## [WHAT THE TASK REQUIRES]
The answer is to be an exact copy of the lines below running from the line with "String, attempt: u32" down to the line with "pub fn is_waiting(&self)", both ends included, and nothing more.

## [DATA EXTRACTS]
== == ==
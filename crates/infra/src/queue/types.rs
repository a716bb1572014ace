//! Core task types and policies.

use std::time::Duration;

use chrono::{DateTime, Utc};
use serde::{Deserialize, Serialize};
use uuid::Uuid;

use bulkmsg_core::JobId;
use bulkmsg_messaging::BatchUnit;

/// Unique task identifier.
#[derive(Debug, Clone, Copy, PartialEq, Eq, Hash, Serialize, Deserialize)]
#[serde(transparent)]
pub struct TaskId(pub Uuid);

impl TaskId {
    pub fn new() -> Self {
        Self(Uuid::now_v7())
    }
}

impl Default for TaskId {
    fn default() -> Self {
        Self::new()
    }
}

impl std::fmt::Display for TaskId {
    fn fmt(&self, f: &mut std::fmt::Formatter<'_>) -> std::fmt::Result {
        write!(f, "{}", self.0)
    }
}

/// Task execution status.
#[derive(Debug, Clone, PartialEq, Eq, Serialize, Deserialize)]
#[serde(rename_all = "snake_case")]
pub enum TaskStatus {
    /// Queued, waiting to be picked up
    Pending,
    /// Currently being executed
    Running,
    /// Completed successfully
    Completed,
    /// Failed, will be retried
    Failed { error: String, attempt: u32 },
    /// Exhausted retries, moved to DLQ
    DeadLettered { error: String, attempts: u32 },
}

impl TaskStatus {
    pub fn is_terminal(&self) -> bool {
        matches!(self, TaskStatus::Completed | TaskStatus::DeadLettered { .. })
    }

    /// Not started, or waiting for a retry. Purge removes exactly these.
    pub fn is_waiting(&self) -> bool {
        matches!(self, TaskStatus::Pending | TaskStatus::Failed { .. })
    }
}

/// Backoff strategy for retries.
#[derive(Debug, Clone, Copy, PartialEq, Eq, Default, Serialize, Deserialize)]
#[serde(rename_all = "snake_case")]
pub enum BackoffStrategy {
    /// Fixed delay between retries
    Fixed,
    /// Exponential backoff: base * 2^attempt
    #[default]
    Exponential,
    /// Linear backoff: base * attempt
    Linear,
}

/// Retry policy for batch units hitting infrastructure errors.
#[derive(Debug, Clone, PartialEq, Serialize, Deserialize)]
pub struct RetryPolicy {
    /// Total attempts allowed, including the first one
    pub max_attempts: u32,
    pub base_delay: Duration,
    pub max_delay: Duration,
    pub strategy: BackoffStrategy,
    /// Jitter factor (0.0-1.0)
    pub jitter: f64,
}

impl Default for RetryPolicy {
    fn default() -> Self {
        Self {
            max_attempts: 5,
            base_delay: Duration::from_millis(500),
            max_delay: Duration::from_secs(60),
            strategy: BackoffStrategy::Exponential,
            jitter: 0.1,
        }
    }
}

impl RetryPolicy {
    /// A single attempt: the first infrastructure error dead-letters the unit.
    pub fn no_retry() -> Self {
        Self {
            max_attempts: 1,
            ..Default::default()
        }
    }

    pub fn fixed(max_attempts: u32, delay: Duration) -> Self {
        Self {
            max_attempts,
            base_delay: delay,
            max_delay: delay,
            strategy: BackoffStrategy::Fixed,
            jitter: 0.0,
        }
    }

    pub fn exponential(max_attempts: u32, base_delay: Duration, max_delay: Duration) -> Self {
        Self {
            max_attempts,
            base_delay,
            max_delay,
            strategy: BackoffStrategy::Exponential,
            jitter: 0.1,
        }
    }

    /// Delay before the retry that follows `attempt` (1-indexed).
    pub fn delay_for_attempt(&self, attempt: u32) -> Duration {
        if attempt == 0 {
            return Duration::ZERO;
        }

        let base_ms = self.base_delay.as_millis() as f64;
        let max_ms = self.max_delay.as_millis() as f64;

        let delay_ms = match self.strategy {
            BackoffStrategy::Fixed => base_ms,
            BackoffStrategy::Exponential => {
                let exp = 2_f64.powi(attempt.saturating_sub(1).min(30) as i32);
                (base_ms * exp).min(max_ms)
            }
            BackoffStrategy::Linear => (base_ms * attempt as f64).min(max_ms),
        };

        // Deterministic jitter keyed on the attempt number.
        let jitter_range = delay_ms * self.jitter;
        let jitter = if jitter_range > 0.0 {
            let pseudo_random = ((attempt as f64 * 17.0) % 100.0) / 100.0;
            jitter_range * (pseudo_random - 0.5) * 2.0
        } else {
            0.0
        };

        Duration::from_millis((delay_ms + jitter).max(0.0) as u64)
    }

    pub fn should_retry(&self, attempt: u32) -> bool {
        attempt < self.max_attempts
    }
}

/// A queued batch unit plus its delivery bookkeeping.
#[derive(Debug, Clone, Serialize, Deserialize)]
pub struct Task {
    pub id: TaskId,
    pub unit: BatchUnit,
    pub status: TaskStatus,
    pub retry_policy: RetryPolicy,
    /// Attempts started so far
    pub attempt: u32,
    pub created_at: DateTime<Utc>,
    pub updated_at: DateTime<Utc>,
    /// Earliest time the task may run again (retry backoff)
    pub scheduled_at: Option<DateTime<Utc>>,
    pub history: Vec<TaskAttemptRecord>,
}

/// Record of one execution attempt.
#[derive(Debug, Clone, Serialize, Deserialize)]
pub struct TaskAttemptRecord {
    pub attempt: u32,
    pub started_at: DateTime<Utc>,
    pub finished_at: DateTime<Utc>,
    pub success: bool,
    pub error: Option<String>,
    pub duration_ms: u64,
}

impl Task {
    pub fn new(unit: BatchUnit) -> Self {
        let now = Utc::now();
        Self {
            id: TaskId::new(),
            unit,
            status: TaskStatus::Pending,
            retry_policy: RetryPolicy::default(),
            attempt: 0,
            created_at: now,
            updated_at: now,
            scheduled_at: None,
            history: Vec::new(),
        }
    }

    pub fn with_retry_policy(mut self, policy: RetryPolicy) -> Self {
        self.retry_policy = policy;
        self
    }

    pub fn job_id(&self) -> JobId {
        self.unit.job_id
    }

    pub fn is_ready(&self, now: DateTime<Utc>) -> bool {
        self.scheduled_at.is_none_or(|at| now >= at)
    }

    pub fn mark_running(&mut self) {
        self.status = TaskStatus::Running;
        self.attempt += 1;
        self.updated_at = Utc::now();
    }

    pub fn mark_completed(&mut self, started_at: DateTime<Utc>) {
        let now = Utc::now();
        self.status = TaskStatus::Completed;
        self.updated_at = now;
        self.push_history(started_at, now, None);
    }

    /// Record a failed attempt and either schedule a retry or dead-letter.
    pub fn mark_failed(&mut self, error: String, started_at: DateTime<Utc>) {
        let now = Utc::now();
        self.updated_at = now;
        self.push_history(started_at, now, Some(error.clone()));

        if self.retry_policy.should_retry(self.attempt) {
            let delay = self.retry_policy.delay_for_attempt(self.attempt);
            self.scheduled_at = Some(now + chrono::Duration::from_std(delay).unwrap_or_default());
            self.status = TaskStatus::Failed {
                error,
                attempt: self.attempt,
            };
        } else {
            self.status = TaskStatus::DeadLettered {
                error,
                attempts: self.attempt,
            };
        }
    }

    fn push_history(&mut self, started_at: DateTime<Utc>, finished_at: DateTime<Utc>, error: Option<String>) {
        self.history.push(TaskAttemptRecord {
            attempt: self.attempt,
            started_at,
            finished_at,
            success: error.is_none(),
            error,
            duration_ms: (finished_at - started_at).num_milliseconds().max(0) as u64,
        });
    }
}

/// Entry in the dead-letter queue.
#[derive(Debug, Clone, Serialize, Deserialize)]
pub struct DeadLetterEntry {
    pub task: Task,
    pub dead_lettered_at: DateTime<Utc>,
    pub reason: String,
}

impl DeadLetterEntry {
    pub fn new(task: Task, reason: String) -> Self {
        Self {
            task,
            dead_lettered_at: Utc::now(),
            reason,
        }
    }
}

#[cfg(test)]
mod tests {
    use super::*;
    use bulkmsg_core::{RecipientId, SenderId};
    use bulkmsg_messaging::{BodyFormat, MessagePayload};

    fn unit() -> BatchUnit {
        BatchUnit {
            job_id: JobId::new(),
            run: 1,
            index: 0,
            recipient_ids: vec![RecipientId::new(1), RecipientId::new(2)],
            payload: MessagePayload::new("Subject", "Body", BodyFormat::Plain).unwrap(),
            sender_id: SenderId::new(),
        }
    }

    #[test]
    fn exponential_backoff_calculates_correctly() {
        let policy = RetryPolicy {
            max_attempts: 5,
            base_delay: Duration::from_millis(100),
            max_delay: Duration::from_secs(10),
            strategy: BackoffStrategy::Exponential,
            jitter: 0.0,
        };

        assert_eq!(policy.delay_for_attempt(1), Duration::from_millis(100));
        assert_eq!(policy.delay_for_attempt(2), Duration::from_millis(200));
        assert_eq!(policy.delay_for_attempt(3), Duration::from_millis(400));
        assert_eq!(policy.delay_for_attempt(40), Duration::from_secs(10));
    }

    #[test]
    fn linear_and_fixed_backoff() {
        let linear = RetryPolicy {
            strategy: BackoffStrategy::Linear,
            base_delay: Duration::from_millis(100),
            jitter: 0.0,
            ..Default::default()
        };
        assert_eq!(linear.delay_for_attempt(3), Duration::from_millis(300));

        let fixed = RetryPolicy::fixed(3, Duration::from_millis(500));
        assert_eq!(fixed.delay_for_attempt(1), fixed.delay_for_attempt(3));
    }

    #[test]
    fn failure_schedules_retry_then_dead_letters() {
        let mut task = Task::new(unit()).with_retry_policy(RetryPolicy::fixed(2, Duration::from_millis(10)));

        task.mark_running();
        task.mark_failed("transport unavailable".into(), Utc::now());
        assert!(matches!(task.status, TaskStatus::Failed { attempt: 1, .. }));
        assert!(task.scheduled_at.is_some());
        assert!(task.status.is_waiting());

        task.mark_running();
        task.mark_failed("transport unavailable".into(), Utc::now());
        assert!(matches!(task.status, TaskStatus::DeadLettered { attempts: 2, .. }));
        assert_eq!(task.history.len(), 2);
        assert!(task.history.iter().all(|h| !h.success));
    }

    #[test]
    fn no_retry_dead_letters_on_first_failure() {
        let mut task = Task::new(unit()).with_retry_policy(RetryPolicy::no_retry());
        task.mark_running();
        task.mark_failed("boom".into(), Utc::now());
        assert!(task.status.is_terminal());
    }
}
== == ==
## [SOLVED PROBLEM]
    Failed { error: String, attempt: u32 },
    /// Exhausted retries, moved to DLQ
    DeadLettered { error: String, attempts: u32 },
}

impl TaskStatus {
    pub fn is_terminal(&self) -> bool {
        matches!(self, TaskStatus::Completed | TaskStatus::DeadLettered { .. })
    }

    /// Not started, or waiting for a retry. Purge removes exactly these.
    pub fn is_waiting(&self) -> bool {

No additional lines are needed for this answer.